WHAT YOU SHOULD DO:
Please find every line in the entries below that contains the string "holder", and copy it.

(Stored data entries)
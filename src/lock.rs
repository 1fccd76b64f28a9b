//! An advisory, pid based file lock.
//!
//! The lock is a file at a well known path whose only content is the process id of its
//! holder. Cooperating processes (an `nframe-server` and its administrative import/export
//! runs) use it to take turns with the store file. Nothing stops a process that does not
//! check the lock from touching the store anyway.
use std::fmt;
use std::fs::{self, OpenOptions};
use std::io::{self, ErrorKind, Write};
use std::path::{Path, PathBuf};
use std::process;
use std::thread;
use std::time::Duration;

use tracing::{debug, error, info, warn};

use crate::{LockError, NframeError, Result};

/// file name of the default lock, created in the system's temp directory
pub const LOCK_FILE_NAME: &str = "nframe.pid";

/// pause between two acquisition attempts
const RETRY_INTERVAL: Duration = Duration::from_secs(1);

/// returns the default lock path: `nframe.pid` in the system temp directory
pub fn default_lock_path() -> PathBuf {
    std::env::temp_dir().join(LOCK_FILE_NAME)
}

/// A pid file lock.
///
/// `PidLock` only holds the lock's configuration, the lock itself is the file on disk.
/// Acquiring writes the current process id into the file, releasing deletes it.
///
/// # Example
/// ```rust
/// use nframe::PidLock;
/// # fn main() -> nframe::Result<()> {
/// let lock = PidLock::new("/tmp/example.pid").timeout(5).safe(true);
/// {
///     let _guard = lock.lock()?;
///     // ... exclusive work ...
/// } // released here
/// # Ok(())
/// # }
/// ```
#[derive(Debug, Clone)]
pub struct PidLock {
    pid_file: PathBuf,
    pid: u64,
    // number of seconds to keep retrying while another process holds the lock
    timeout: u64,
    // strict mode, re-acquiring our own lock or losing the file are errors
    safe: bool,
    cleanup_on_term: bool,
}

impl PidLock {
    /// creates a lock at `pid_file` for the current process. The timeout defaults to 0
    /// (a single attempt), safe mode and the termination hook are off.
    pub fn new(pid_file: impl Into<PathBuf>) -> Self {
        PidLock {
            pid_file: pid_file.into(),
            pid: u64::from(process::id()),
            timeout: 0,
            safe: false,
            cleanup_on_term: false,
        }
    }

    /// sets how many seconds [`PidLock::acquire`] keeps retrying while another process holds
    /// the lock
    pub fn timeout(mut self, seconds: u64) -> Self {
        self.timeout = seconds;
        self
    }

    /// enables or disables safe mode
    pub fn safe(mut self, safe: bool) -> Self {
        self.safe = safe;
        self
    }

    /// When enabled, a lock taken with [`PidLock::lock`] is released if the process receives
    /// SIGTERM while holding it, and the process exits.
    ///
    /// Releasing the guard stops the hook, but SIGTERM does not get its default action back:
    /// from then on the process ignores SIGTERM. Only enable this for a lock that is held
    /// until the process exits, like the one of a serving `nframe-server`.
    pub fn cleanup_on_term(mut self, cleanup: bool) -> Self {
        self.cleanup_on_term = cleanup;
        self
    }

    /// acts on behalf of `pid` instead of the current process
    pub fn with_pid(mut self, pid: u64) -> Self {
        self.pid = pid;
        self
    }

    /// path of the lock file
    pub fn path(&self) -> &Path {
        &self.pid_file
    }

    /// the process id this lock is taken for
    pub fn pid(&self) -> u64 {
        self.pid
    }

    /// acquires the lock and returns a guard that releases it when dropped
    pub fn lock(&self) -> Result<PidLockGuard<'_>> {
        self.acquire()?;
        let mut guard = PidLockGuard {
            lock: self,
            released: false,
            term_handle: None,
        };
        if self.cleanup_on_term {
            guard.term_handle = Some(self.release_on_term()?);
        }
        Ok(guard)
    }

    /// Acquires the lock, making up to `timeout + 1` attempts one second apart.
    ///
    /// # Errors
    /// - [`LockError::Timeout`] if another process held the lock on every attempt
    /// - [`LockError::Corrupt`] if the lock file does not hold a pid, this is not retried
    /// - [`LockError::Reentrant`] in safe mode if this process already holds the lock
    pub fn acquire(&self) -> Result<()> {
        let attempts = self.timeout + 1;
        let mut holder = 0;
        for attempt in 1..=attempts {
            match self.try_acquire() {
                Ok(()) => return Ok(()),
                Err(NframeError::Lock(LockError::HeldBy { holder: pid, .. })) => {
                    holder = pid;
                    debug!(
                        "lock {:?} held by process {} (attempt {} of {})",
                        self.pid_file, pid, attempt, attempts
                    );
                    if attempt < attempts {
                        thread::sleep(RETRY_INTERVAL);
                    }
                }
                Err(e) => return Err(e),
            }
        }
        Err(LockError::Timeout {
            path: self.pid_file.clone(),
            holder,
        }
        .into())
    }

    /// Makes a single attempt at acquiring the lock.
    ///
    /// The file is created exclusively, so two processes can never both create it. If it
    /// already exists its recorded pid decides: another pid is [`LockError::HeldBy`], our
    /// own pid succeeds (or is [`LockError::Reentrant`] in safe mode).
    pub fn try_acquire(&self) -> Result<()> {
        loop {
            match OpenOptions::new()
                .write(true)
                .create_new(true)
                .open(&self.pid_file)
            {
                Ok(mut file) => {
                    let written = writeln!(file, "{}", self.pid);
                    drop(file);
                    if let Err(e) = written.and_then(|_| set_readonly(&self.pid_file, true)) {
                        // a lock file without a pid would read as corrupt to everyone else
                        if let Err(e) = set_readonly(&self.pid_file, false)
                            .and_then(|_| fs::remove_file(&self.pid_file))
                        {
                            error!("could not remove partial lock {:?}: {}", self.pid_file, e);
                        }
                        return Err(e.into());
                    }
                    debug!("process {} acquired lock {:?}", self.pid, self.pid_file);
                    return Ok(());
                }
                Err(e) if e.kind() == ErrorKind::AlreadyExists => match self.check_lock(false) {
                    // released between our create and our read, try to create it again
                    Err(NframeError::Io(e)) if e.kind() == ErrorKind::NotFound => continue,
                    res => return res,
                },
                Err(e) => return Err(e.into()),
            }
        }
    }

    /// Releases the lock held by this process.
    ///
    /// A lock file that has disappeared is logged, and is an error in safe mode.
    ///
    /// # Errors
    /// [`LockError::HeldBy`] if the file records another process, [`LockError::Missing`] in
    /// safe mode if the file is gone
    pub fn release(&self) -> Result<()> {
        match self.check_lock(true) {
            Ok(()) => {}
            Err(NframeError::Io(e)) if e.kind() == ErrorKind::NotFound => {
                warn!("pid file {:?} has been removed", self.pid_file);
                if self.safe {
                    return Err(LockError::Missing(self.pid_file.clone()).into());
                }
            }
            Err(e) => return Err(e),
        }

        match set_readonly(&self.pid_file, false).and_then(|_| fs::remove_file(&self.pid_file)) {
            Ok(()) => {
                debug!("process {} released lock {:?}", self.pid, self.pid_file);
                Ok(())
            }
            Err(e) if e.kind() == ErrorKind::NotFound => {
                warn!(
                    "could not delete pid file {:?}, it was already removed",
                    self.pid_file
                );
                if self.safe {
                    Err(LockError::Missing(self.pid_file.clone()).into())
                } else {
                    Ok(())
                }
            }
            Err(e) => Err(e.into()),
        }
    }

    /// Removes the lock file no matter which process holds it. Used to clear a lock left
    /// behind by a crashed holder.
    ///
    /// Returns `true` if a lock file was removed, `false` if there was none.
    pub fn force_release(&self) -> Result<bool> {
        let removed = set_readonly(&self.pid_file, false)
            .and_then(|_| fs::remove_file(&self.pid_file));
        match removed {
            Ok(()) => {
                info!("forcefully removed lock {:?}", self.pid_file);
                Ok(true)
            }
            Err(e) if e.kind() == ErrorKind::NotFound => {
                warn!("could not remove pid file {:?}, it does not exist", self.pid_file);
                Ok(false)
            }
            Err(e) => Err(e.into()),
        }
    }

    /// pid recorded in the lock file
    ///
    /// # Errors
    /// an IO error if the file can't be read, [`LockError::Corrupt`] if its first line is not
    /// a non-negative integer
    pub fn holder(&self) -> Result<u64> {
        let content = fs::read_to_string(&self.pid_file)?;
        content
            .lines()
            .next()
            .unwrap_or_default()
            .trim()
            .parse::<u64>()
            .map_err(|_| LockError::Corrupt(self.pid_file.clone()).into())
    }

    /// checks that the existing lock file belongs to this process
    fn check_lock(&self, releasing: bool) -> Result<()> {
        let holder = self.holder()?;
        if holder != self.pid {
            return Err(LockError::HeldBy {
                path: self.pid_file.clone(),
                holder,
            }
            .into());
        }
        if self.safe && !releasing {
            return Err(LockError::Reentrant(self.pid_file.clone()).into());
        }
        Ok(())
    }

    /// starts a thread that releases this lock and exits the process on SIGTERM
    #[cfg(unix)]
    fn release_on_term(&self) -> Result<TermHandle> {
        use signal_hook::consts::SIGTERM;
        use signal_hook::iterator::Signals;

        let mut signals = Signals::new(&[SIGTERM])?;
        let handle = signals.handle();
        let lock = self.clone();
        thread::Builder::new()
            .name("pid-lock-term".to_string())
            .spawn(move || {
                if let Some(sig) = signals.forever().next() {
                    info!("received signal {}, releasing {:?}", sig, lock.pid_file);
                    if let Err(e) = lock.release() {
                        error!("could not release lock on termination: {}", e);
                    }
                    process::exit(128 + sig);
                }
            })?;
        Ok(handle)
    }

    #[cfg(not(unix))]
    fn release_on_term(&self) -> Result<TermHandle> {
        warn!("releasing the lock on termination is only supported on unix");
        Ok(())
    }
}

#[cfg(unix)]
type TermHandle = signal_hook::iterator::Handle;
#[cfg(not(unix))]
type TermHandle = ();

/// Holds a [`PidLock`] until it is dropped or explicitly released.
///
/// Errors while releasing on drop can only be logged, call [`PidLockGuard::release`] to
/// receive them instead.
pub struct PidLockGuard<'a> {
    lock: &'a PidLock,
    released: bool,
    term_handle: Option<TermHandle>,
}

impl PidLockGuard<'_> {
    /// the lock this guard holds
    pub fn lock(&self) -> &PidLock {
        self.lock
    }

    /// releases the lock, returning any error
    pub fn release(mut self) -> Result<()> {
        self.released = true;
        self.disarm();
        self.lock.release()
    }

    #[cfg(unix)]
    fn disarm(&mut self) {
        if let Some(handle) = self.term_handle.take() {
            handle.close();
        }
    }

    #[cfg(not(unix))]
    fn disarm(&mut self) {
        self.term_handle.take();
    }
}

impl fmt::Debug for PidLockGuard<'_> {
    fn fmt(&self, f: &mut fmt::Formatter<'_>) -> fmt::Result {
        f.debug_struct("PidLockGuard")
            .field("lock", &self.lock)
            .field("released", &self.released)
            .field("release_on_term", &self.term_handle.is_some())
            .finish()
    }
}

impl Drop for PidLockGuard<'_> {
    fn drop(&mut self) {
        if self.released {
            return;
        }
        self.disarm();
        if let Err(e) = self.lock.release() {
            error!("could not release lock {:?}: {}", self.lock.path(), e);
        }
    }
}

#[cfg(unix)]
fn set_readonly(path: &Path, readonly: bool) -> io::Result<()> {
    use std::os::unix::fs::PermissionsExt;

    let mode = if readonly { 0o444 } else { 0o644 };
    fs::set_permissions(path, fs::Permissions::from_mode(mode))
}

#[cfg(not(unix))]
fn set_readonly(path: &Path, readonly: bool) -> io::Result<()> {
    let mut permissions = fs::metadata(path)?.permissions();
    permissions.set_readonly(readonly);
    fs::set_permissions(path, permissions)
}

YOUR RESPONSE:
//! holder. Cooperating processes (an `nframe-server` and its administrative import/export
        let mut holder = 0;
                Err(NframeError::Lock(LockError::HeldBy { holder: pid, .. })) => {
                    holder = pid;
            holder,
    /// behind by a crashed holder.
    pub fn holder(&self) -> Result<u64> {
        let holder = self.holder()?;
        if holder != self.pid {
                holder,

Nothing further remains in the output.